Teilzeit wird nach wie vor überwiegend von Frauen ausgeübt. Die Teilzeitquote der Frauen lag im Jahresdurchschnitt 2020 bei 47,3 Prozent und nahm im Vergleich zum Jahr davor nur geringfügig um 0,4 Prozentpunkte ab. Bei Männern betrug die Teilzeitquote 2020 nur 10,7 Prozent und blieb gegenüber dem Niveau vor der Krise unverändert.

"Vor allem für Frauen mit Kindern unter 15 Jahren ist Teilzeitbeschäftigung die dominierende Form der Erwerbsarbeit, um Betreuungsaufgaben und Erwerbstätigkeit zu vereinbaren", so die Statistik Austria. Die Teilzeitquote der 25- bis 49-jährigen Frauen mit Kindern unter 15 Jahren lag im Jahr 2020 bei 72,8 Prozent. Die Teilzeitquote der Männer mit Kindern unter 15 Jahren war dagegen mit 6,9 Prozent niedriger als der Durchschnitt aller Männer in Teilzeit.

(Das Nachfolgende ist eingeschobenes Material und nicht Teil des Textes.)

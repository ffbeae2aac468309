//! Exclusive-or equality replacement.
//!
//! For `base = Or(Eor(a, b), r)`, the operand `r` only matters where the
//! Eor is zero, i.e. where `a` and `b` are equal; occurrences of one
//! inside `r` may then be rewritten to the other. For an `And` base the
//! Eor must be all-ones instead, so the substitute is complemented; a Not
//! wrapped around the Eor (or around `a` or `b`) toggles that again.
//!
//! When one Eor operand is a literal the substitution starts immediately.
//! Otherwise the walk keeps the first occurrence it meets and rewrites
//! later occurrences of the other operand in terms of it, normalizing the
//! subtree to a single variable. The walk stays inside the bitwise,
//! single-use region below `r`; anything else could be observed from
//! outside the base.

use crate::ir::{Graph, Node, Opcode};
use core::mem;

/// One substitution walk below a base node.
struct Walker<'a> {
    graph: &'a mut Graph,
    /// The operand whose occurrences are rewritten.
    a: Node,
    /// The replacement operand.
    b: Node,
    /// Substitute `Not(b)` instead of `b`.
    need_not: bool,
    /// Whether substitution is armed; starts false unless `b` is a
    /// literal, becomes true once a first occurrence has been kept.
    replace: bool,
    /// Cached `Not(b)` node, built on first use.
    not_b: Option<Node>,
    replaced: usize,
}

impl Walker<'_> {
    fn substitute(&mut self) -> Node {
        if !self.need_not {
            return self.b;
        }
        if let Some(n) = self.not_b {
            return n;
        }
        let blk = self.graph.block(self.b);
        let n = self.graph.new_not(blk, self.b);
        self.not_b = Some(n);
        n
    }

    fn walk(&mut self, node: Node) {
        if !self.graph.opcode(node).is_bitop() || self.graph.n_outs(node) != 1 {
            return;
        }
        for i in 0..self.graph.arity(node) {
            let inp = self.graph.input(node, i);
            if inp == self.a {
                if self.replace {
                    // The substitute must be available where it is used.
                    if self
                        .graph
                        .block_dominates(self.graph.block(self.b), self.graph.block(node))
                    {
                        let new = self.substitute();
                        if new != inp {
                            self.graph.set_input(node, i, new);
                            self.replaced += 1;
                            trace!("eor equality: rewrote input {} of {}", i, node);
                        }
                    }
                } else {
                    // Keep this occurrence; from here on the other
                    // operand is the one to rewrite.
                    mem::swap(&mut self.a, &mut self.b);
                    debug_assert!(self.not_b.is_none());
                    self.replace = true;
                }
            } else if inp == self.b {
                if !self.replace {
                    self.replace = true;
                }
            } else {
                self.walk(inp);
            }
        }
    }
}

/// Try to use the equality information of `xor_side` (an Eor, possibly
/// under a Not) to rewrite the sibling operand `other` of `base`. Returns
/// false when `xor_side` has no usable shape.
fn try_operand(
    graph: &mut Graph,
    base: Node,
    xor_side: Node,
    other: Node,
    replaced: &mut usize,
) -> bool {
    let mut need_not = graph.opcode(base) == Opcode::And;
    let mut x = xor_side;
    if graph.opcode(x) == Opcode::Not {
        x = graph.input(x, 0);
        need_not = !need_not;
    }
    if graph.opcode(x) != Opcode::Eor {
        return false;
    }
    let mut a = graph.input(x, 0);
    let mut b = graph.input(x, 1);
    let replace;
    if graph.as_const(b).is_some() {
        replace = true;
    } else if graph.as_const(a).is_some() {
        mem::swap(&mut a, &mut b);
        replace = true;
    } else {
        // No literal: strip leading complements so the kept occurrence
        // and the substitute agree up to `need_not`.
        if graph.opcode(a) == Opcode::Not {
            a = graph.input(a, 0);
            need_not = !need_not;
        }
        if graph.opcode(b) == Opcode::Not {
            b = graph.input(b, 0);
            need_not = !need_not;
        }
        replace = false;
    }
    let mut walker = Walker {
        graph,
        a,
        b,
        need_not,
        replace,
        not_b: None,
        replaced: 0,
    };
    walker.walk(other);
    *replaced += walker.replaced;
    true
}

/// Run the exclusive-or equality simplification over `graph`. Returns the
/// number of rewritten edges.
pub(crate) fn apply(graph: &mut Graph) -> usize {
    let mut replaced = 0;
    let all: Vec<Node> = graph.nodes().collect();
    for n in all {
        if graph.is_replaced(n) {
            continue;
        }
        if !matches!(graph.opcode(n), Opcode::And | Opcode::Or) || !graph.mode(n).is_int() {
            continue;
        }
        let l = graph.input(n, 0);
        let r = graph.input(n, 1);
        if try_operand(graph, n, l, r, &mut replaced) {
            continue;
        }
        try_operand(graph, n, r, l, &mut replaced);
    }
    replaced
}

#[cfg(test)]
mod tests {
    use super::*;
    use crate::ir::{Mode, Tarval};

    fn setup() -> (Graph, crate::ir::Block, Node, Node) {
        let mut graph = Graph::new();
        let block = graph.make_block();
        let a = graph.new_param(block, Mode::I32);
        let b = graph.new_param(block, Mode::I32);
        (graph, block, a, b)
    }

    #[test]
    fn and_base_rewrites_to_complement() {
        // And(Eor(a, b), Or(a, b)) => And(Eor(a, b), Or(a, Not(a))).
        let (mut graph, block, a, b) = setup();
        let eor = graph.new_eor(block, a, b);
        let or = graph.new_or(block, a, b);
        let root = graph.new_and(block, eor, or);

        let replaced = apply(&mut graph);

        assert_eq!(replaced, 1);
        assert_eq!(graph.input(or, 0), a);
        let rewritten = graph.input(or, 1);
        assert_eq!(graph.opcode(rewritten), Opcode::Not);
        assert_eq!(graph.input(rewritten, 0), a);
        assert_eq!(graph.inputs(root), &[eor, or]);
    }

    #[test]
    fn or_base_rewrites_to_equal() {
        // Or(Eor(a, b), And(a, b)) => Or(Eor(a, b), And(a, a)): where the
        // Eor is zero the operands agree.
        let (mut graph, block, a, b) = setup();
        let eor = graph.new_eor(block, a, b);
        let and = graph.new_and(block, a, b);
        let _root = graph.new_or(block, eor, and);

        let replaced = apply(&mut graph);

        assert_eq!(replaced, 1);
        assert_eq!(graph.inputs(and), &[a, a]);
    }

    #[test]
    fn literal_operand_substitutes_immediately() {
        // And(Eor(a, K), Or(a, b)): where the Eor is all-ones, a is the
        // complement of K.
        let (mut graph, block, a, b) = setup();
        let k = graph.new_const(Tarval::new(Mode::I32, 0x0f));
        let eor = graph.new_eor(block, a, k);
        let or = graph.new_or(block, a, b);
        let _root = graph.new_and(block, eor, or);

        let replaced = apply(&mut graph);

        assert_eq!(replaced, 1);
        assert_eq!(
            graph.as_const(graph.input(or, 0)),
            Some(Tarval::new(Mode::I32, 0xffff_fff0))
        );
        assert_eq!(graph.input(or, 1), b);
    }

    #[test]
    fn or_base_with_literal() {
        // Or(Eor(a, K), And(a, b)): where the Eor is zero, a equals K.
        let (mut graph, block, a, b) = setup();
        let k = graph.new_const(Tarval::new(Mode::I32, 0x0f));
        let eor = graph.new_eor(block, a, k);
        let and = graph.new_and(block, a, b);
        let _root = graph.new_or(block, eor, and);

        let replaced = apply(&mut graph);

        assert_eq!(replaced, 1);
        assert_eq!(graph.input(and, 0), k);
        assert_eq!(graph.input(and, 1), b);
    }

    #[test]
    fn not_wrapper_flips_the_polarity() {
        // Or(Not(Eor(a, b)), And(a, b)): Not(Eor) is non-zero exactly
        // where the operands differ, so the substitute is complemented.
        let (mut graph, block, a, b) = setup();
        let eor = graph.new_eor(block, a, b);
        let noteor = graph.new_not(block, eor);
        let and = graph.new_and(block, a, b);
        let _root = graph.new_or(block, noteor, and);

        let replaced = apply(&mut graph);

        assert_eq!(replaced, 1);
        assert_eq!(graph.input(and, 0), a);
        let rewritten = graph.input(and, 1);
        assert_eq!(graph.opcode(rewritten), Opcode::Not);
        assert_eq!(graph.input(rewritten, 0), a);
    }

    #[test]
    fn multi_user_subtree_is_left_alone() {
        let (mut graph, block, a, b) = setup();
        let eor = graph.new_eor(block, a, b);
        let or = graph.new_or(block, a, b);
        let _root = graph.new_and(block, eor, or);
        // A second user of the Or: its value escapes the base.
        let _escape = graph.new_add(block, or, a);

        let replaced = apply(&mut graph);

        assert_eq!(replaced, 0);
        assert_eq!(graph.inputs(or), &[a, b]);
    }

    #[test]
    fn deep_occurrences_are_rewritten() {
        // And(Eor(a, b), Or(And(b, c), a)): the first b is kept, the
        // later a is rewritten as Not(b).
        let (mut graph, block, a, b) = setup();
        let c = graph.new_param(block, Mode::I32);
        let eor = graph.new_eor(block, a, b);
        let and_bc = graph.new_and(block, b, c);
        let or = graph.new_or(block, and_bc, a);
        let _root = graph.new_and(block, eor, or);

        let replaced = apply(&mut graph);

        assert_eq!(replaced, 1);
        assert_eq!(graph.inputs(and_bc), &[b, c]);
        let rewritten = graph.input(or, 1);
        assert_eq!(graph.opcode(rewritten), Opcode::Not);
        assert_eq!(graph.input(rewritten, 0), b);
    }
}
//! Presentation layer.
//!
//! - [`renderer`] and [`fallback_markdown`]: markdown to HTML, chosen once at startup.
//! - [`view`]: the [`view::ChatView`] sink the controller reports to, and the
//!   terminal implementation.
//! - [`chat_loop`]: the interactive loop that feeds user input to
//!   [`crate::core::controller::ChatController`].

pub mod chat_loop;
pub mod fallback_markdown;
pub mod renderer;
pub mod view;
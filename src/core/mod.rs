//! Turn state, stream parsing, and the chat controller.

use std::sync::{Mutex, MutexGuard, PoisonError};

pub mod config;
pub mod controller;
pub mod message_buffer;
pub mod progress;
pub mod stream;
pub mod transcript;
pub mod turn;

/// Lock a mutex, recovering the data if a previous holder panicked.
pub(crate) fn lock_unpoisoned<T>(mutex: &Mutex<T>) -> MutexGuard<'_, T> {
    mutex.lock().unwrap_or_else(PoisonError::into_inner)
}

Die Unterschiede am Arbeitsmarkt spiegeln sich auch in der Höhe der Pensionen wider. Die monatlichen Alterspensionen der Frauen waren im Durchschnitt um 42,1 Prozent niedriger als jene der Männer. Bezogen auf die Daten des Dachverbandes der Sozialversicherungsträger betrug die durchschnittliche Alterspension bei den Frauen im Jahr 2020 1.219 Euro und bei den Männern 2.104 Euro brutto pro Monat.